- [Work request]:
Retype verbatim the lines of the listing, from the very first through the line with "a fresh synthesis.".

- [Extracted records]:
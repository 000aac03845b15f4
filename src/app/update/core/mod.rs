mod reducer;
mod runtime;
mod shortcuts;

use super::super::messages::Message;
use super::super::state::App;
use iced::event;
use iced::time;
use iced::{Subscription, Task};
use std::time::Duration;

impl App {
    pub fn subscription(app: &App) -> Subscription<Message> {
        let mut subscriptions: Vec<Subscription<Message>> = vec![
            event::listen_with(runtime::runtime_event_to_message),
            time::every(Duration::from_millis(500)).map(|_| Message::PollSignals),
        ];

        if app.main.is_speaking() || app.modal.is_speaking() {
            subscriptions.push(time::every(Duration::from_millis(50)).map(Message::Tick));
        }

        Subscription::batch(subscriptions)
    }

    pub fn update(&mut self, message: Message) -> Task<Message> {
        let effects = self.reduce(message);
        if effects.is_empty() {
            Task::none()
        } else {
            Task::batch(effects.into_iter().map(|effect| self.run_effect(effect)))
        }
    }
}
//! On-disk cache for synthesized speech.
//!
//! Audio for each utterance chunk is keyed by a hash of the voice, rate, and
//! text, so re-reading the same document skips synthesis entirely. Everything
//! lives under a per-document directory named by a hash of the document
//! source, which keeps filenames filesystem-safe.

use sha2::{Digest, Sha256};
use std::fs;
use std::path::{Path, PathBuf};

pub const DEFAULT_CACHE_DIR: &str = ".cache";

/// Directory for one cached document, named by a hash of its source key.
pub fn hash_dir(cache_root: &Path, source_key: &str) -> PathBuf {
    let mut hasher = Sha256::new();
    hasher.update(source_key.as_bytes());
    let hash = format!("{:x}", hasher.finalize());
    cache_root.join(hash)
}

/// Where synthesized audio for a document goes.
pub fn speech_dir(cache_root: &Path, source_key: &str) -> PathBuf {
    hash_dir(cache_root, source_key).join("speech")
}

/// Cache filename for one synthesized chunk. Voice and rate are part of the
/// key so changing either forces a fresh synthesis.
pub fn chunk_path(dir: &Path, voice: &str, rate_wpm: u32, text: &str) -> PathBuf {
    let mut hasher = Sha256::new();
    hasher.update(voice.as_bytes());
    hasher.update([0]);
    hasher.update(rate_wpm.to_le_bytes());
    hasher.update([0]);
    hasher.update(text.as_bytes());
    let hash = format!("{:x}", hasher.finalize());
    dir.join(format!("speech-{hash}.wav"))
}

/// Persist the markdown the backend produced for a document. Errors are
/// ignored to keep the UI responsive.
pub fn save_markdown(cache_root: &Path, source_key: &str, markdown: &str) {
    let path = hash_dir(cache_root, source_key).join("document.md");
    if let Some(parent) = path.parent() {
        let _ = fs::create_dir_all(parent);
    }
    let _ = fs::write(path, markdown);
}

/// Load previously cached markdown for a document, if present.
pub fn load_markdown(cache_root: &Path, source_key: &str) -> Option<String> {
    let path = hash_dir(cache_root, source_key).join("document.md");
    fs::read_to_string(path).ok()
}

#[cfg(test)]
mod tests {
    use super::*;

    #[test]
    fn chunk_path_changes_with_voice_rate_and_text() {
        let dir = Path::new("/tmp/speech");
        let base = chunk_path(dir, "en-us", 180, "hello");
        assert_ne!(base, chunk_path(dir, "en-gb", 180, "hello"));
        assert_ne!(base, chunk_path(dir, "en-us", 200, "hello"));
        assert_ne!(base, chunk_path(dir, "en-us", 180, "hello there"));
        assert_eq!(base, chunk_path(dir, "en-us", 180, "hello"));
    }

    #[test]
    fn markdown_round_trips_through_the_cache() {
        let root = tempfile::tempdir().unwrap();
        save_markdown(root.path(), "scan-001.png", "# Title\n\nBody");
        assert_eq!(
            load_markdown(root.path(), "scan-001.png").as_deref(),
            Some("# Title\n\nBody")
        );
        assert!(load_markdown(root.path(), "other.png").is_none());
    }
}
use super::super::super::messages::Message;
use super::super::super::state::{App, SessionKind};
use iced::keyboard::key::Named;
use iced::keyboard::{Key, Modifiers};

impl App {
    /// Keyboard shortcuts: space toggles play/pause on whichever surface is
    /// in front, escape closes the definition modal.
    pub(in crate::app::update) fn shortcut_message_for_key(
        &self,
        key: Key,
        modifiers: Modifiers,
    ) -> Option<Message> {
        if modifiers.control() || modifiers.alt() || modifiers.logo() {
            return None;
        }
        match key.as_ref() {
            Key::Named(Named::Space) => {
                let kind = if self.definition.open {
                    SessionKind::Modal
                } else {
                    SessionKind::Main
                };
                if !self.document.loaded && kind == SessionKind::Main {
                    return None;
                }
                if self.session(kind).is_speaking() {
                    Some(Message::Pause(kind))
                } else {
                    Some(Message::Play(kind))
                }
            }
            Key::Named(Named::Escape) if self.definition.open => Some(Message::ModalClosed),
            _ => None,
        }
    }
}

- [Result below]:
repository 000aac03845b15f4
filename src/app/update/core/mod.rs
mod reducer;
mod runtime;
mod shortcuts;

use super::super::messages::Message;
use super::super::state::App;
use iced::event;
use iced::time;
use iced::{Subscription, Task};
use std::time::Duration;

impl App {
    pub fn subscription(app: &App) -> Subscription<Message> {
        let mut subscriptions: Vec<Subscription<Message>> = vec![
            event::listen_with(runtime::runtime_event_to_message),
            time::every(Duration::from_millis(500)).map(|_| Message::PollSignals),
        ];

        if app.main.is_speaking() || app.modal.is_speaking() {
            subscriptions.push(time::every(Duration::from_millis(50)).map(Message::Tick));
        }

        Subscription::batch(subscriptions)
    }

    pub fn update(&mut self, message: Message) -> Task<Message> {
        let effects = self.reduce(message);
        if effects.is_empty() {
            Task::none()
        } else {
            Task::batch(effects.into_iter().map(|effect| self.run_effect(effect)))
        }
    }
}
//! On-disk cache for synthesized speech.
//!
//! Audio for each utterance chunk is keyed by a hash of the voice, rate, and
//! text, so re-reading the same document skips synthesis entirely. Everything
//! lives under a per-document directory named by a hash of the document
//! source, which keeps filenames filesystem-safe.

use sha2::{Digest, Sha256};
use std::fs;
use std::path::{Path, PathBuf};

pub const DEFAULT_CACHE_DIR: &str = ".cache";

/// Directory for one cached document, named by a hash of its source key.
pub fn hash_dir(cache_root: &Path, source_key: &str) -> PathBuf {
    let mut hasher = Sha256::new();
    hasher.update(source_key.as_bytes());
    let hash = format!("{:x}", hasher.finalize());
    cache_root.join(hash)
}

/// Where synthesized audio for a document goes.
pub fn speech_dir(cache_root: &Path, source_key: &str) -> PathBuf {
    hash_dir(cache_root, source_key).join("speech")
}

/// Cache filename for one synthesized chunk. Voice and rate are part of the
/// key so changing either forces a fresh synthesis.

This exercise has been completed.